→ Directions for this task: Retype the data in its entirety, with no word changed.

=-=-=

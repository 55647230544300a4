//! # Shutbox
//!
//! A turn-based multiplayer Shut the Box engine.
//!
//! Shutbox is split into layers, re-exported here so applications only
//! depend on this crate:
//!
//! ```text
//! coordinator  one actor per session, store, listings
//!      ↓
//! game         rules: lifecycle, rounds, scoring, move validation
//!      ↓
//! protocol     ids and the snapshot codec
//! ```
//!
//! ## Quick Start
//!
//! ```rust,no_run
//! use shutbox::prelude::*;
//!
//! # async fn run() -> Result<(), ShutboxError> {
//! shutbox::telemetry::init();
//!
//! let coordinator = SessionCoordinator::new(MemoryStore::new(), CoordinatorConfig::default());
//! let params = NewSession { name: "Friday".into(), max_tiles: 10, max_players: 4 };
//! let session = coordinator.create(UserId(1), params).await?;
//! coordinator.join(session.id, UserId(2)).await?;
//! coordinator.start(session.id, UserId(1)).await?;
//! coordinator.roll(session.id, UserId(1)).await?;
//! # Ok(())
//! # }
//! ```

mod error;
pub mod telemetry;

pub use error::ShutboxError;

pub use shutbox_coordinator as coordinator;
pub use shutbox_game as game;
pub use shutbox_protocol as protocol;

/// Everything needed to run sessions, in one import.
pub mod prelude {
    pub use crate::ShutboxError;
    pub use shutbox_coordinator::{
        CoordinatorConfig, CoordinatorError, LeaveOutcome, MemoryStore, SessionCoordinator,
        SessionStore, SessionSummary, StoreError,
    };
    pub use shutbox_game::validator::find_move;
    pub use shutbox_game::{
        Action, DiceSource, ErrorKind, GameError, NewSession, PassPolicy, Player, RoundPhase,
        RulesConfig, SeededDice, Session, SessionStatus, ThreadDice, TieBreak,
    };
    pub use shutbox_protocol::{Codec, JsonCodec, PlayerId, ProtocolError, SessionId, UserId};
}
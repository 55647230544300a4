//! Tracing setup for binaries embedding Shutbox.
//!
//! The library crates only emit `tracing` events; nothing is printed until
//! an application installs a subscriber.

use tracing_subscriber::{EnvFilter, fmt, prelude::*};

/// Installs a formatted subscriber filtered by `RUST_LOG`, defaulting to
/// `info`.
pub fn init() {
    init_with("info");
}

/// Like [`init`], with `default_filter` used when `RUST_LOG` is unset.
///
/// Calling it again after a subscriber is installed does nothing.
pub fn init_with(default_filter: &str) {
    let env_filter =
        EnvFilter::try_from_default_env().unwrap_or_else(|_| EnvFilter::new(default_filter));

    let fmt_layer = fmt::layer().with_target(false);

    let _ = tracing_subscriber::registry()
        .with(env_filter)
        .with(fmt_layer)
        .try_init();
}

=-=-=

→ Output of the task:
repository 55647230544300a4
//! # Shutbox
//!
//! A turn-based multiplayer Shut the Box engine.
//!
//! Shutbox is split into layers, re-exported here so applications only
//! depend on this crate:
//!
//! ```text
//! coordinator  one actor per session, store, listings
//!      ↓
//! game         rules: lifecycle, rounds, scoring, move validation
//!      ↓
//! protocol     ids and the snapshot codec
//! ```
//!
//! ## Quick Start
//!
//! ```rust,no_run
//! use shutbox::prelude::*;
//!
//! # async fn run() -> Result<(), ShutboxError> {
//! shutbox::telemetry::init();
//!
//! let coordinator = SessionCoordinator::new(MemoryStore::new(), CoordinatorConfig::default());
//! let params = NewSession { name: "Friday".into(), max_tiles: 10, max_players: 4 };
//! let session = coordinator.create(UserId(1), params).await?;
//! coordinator.join(session.id, UserId(2)).await?;
//! coordinator.start(session.id, UserId(1)).await?;
//! coordinator.roll(session.id, UserId(1)).await?;
//! # Ok(())
//! # }
//! ```

mod error;
pub mod telemetry;

pub use error::ShutboxError;

pub use shutbox_coordinator as coordinator;
pub use shutbox_game as game;
pub use shutbox_protocol as protocol;

/// Everything needed to run sessions, in one import.
pub mod prelude {
    pub use crate::ShutboxError;
    pub use shutbox_coordinator::{
        CoordinatorConfig, CoordinatorError, LeaveOutcome, MemoryStore, SessionCoordinator,
        SessionStore, SessionSummary, StoreError,
    };
    pub use shutbox_game::validator::find_move;
    pub use shutbox_game::{
        Action, DiceSource, ErrorKind, GameError, NewSession, PassPolicy, Player, RoundPhase,
        RulesConfig, SeededDice, Session, SessionStatus, ThreadDice, TieBreak,
    };
    pub use shutbox_protocol::{Codec, JsonCodec, PlayerId, ProtocolError, SessionId, UserId};
}
repository 55647230544300a4
//! Tracing setup for binaries embedding Shutbox.
//!
//! The library crates only emit `tracing` events; nothing is printed until
//! an application installs a subscriber.

use tracing_subscriber::{EnvFilter, fmt, prelude::*};

/// Installs a formatted subscriber filtered by `RUST_LOG`, defaulting to
/// `info`.
pub fn init() {
    init_with("info");
}

/// Like [`init`], with `default_filter` used when `RUST_LOG` is unset.
///
/// Calling it again after a subscriber is installed does nothing.
pub fn init_with(default_filter: &str) {
    let env_filter =
        EnvFilter::try_from_default_env().unwrap_or_else(|_| EnvFilter::new(default_filter));

    let fmt_layer = fmt::layer().with_target(false);

    let _ = tracing_subscriber::registry()
        .with(env_filter)
        .with(fmt_layer)
        .try_init();
}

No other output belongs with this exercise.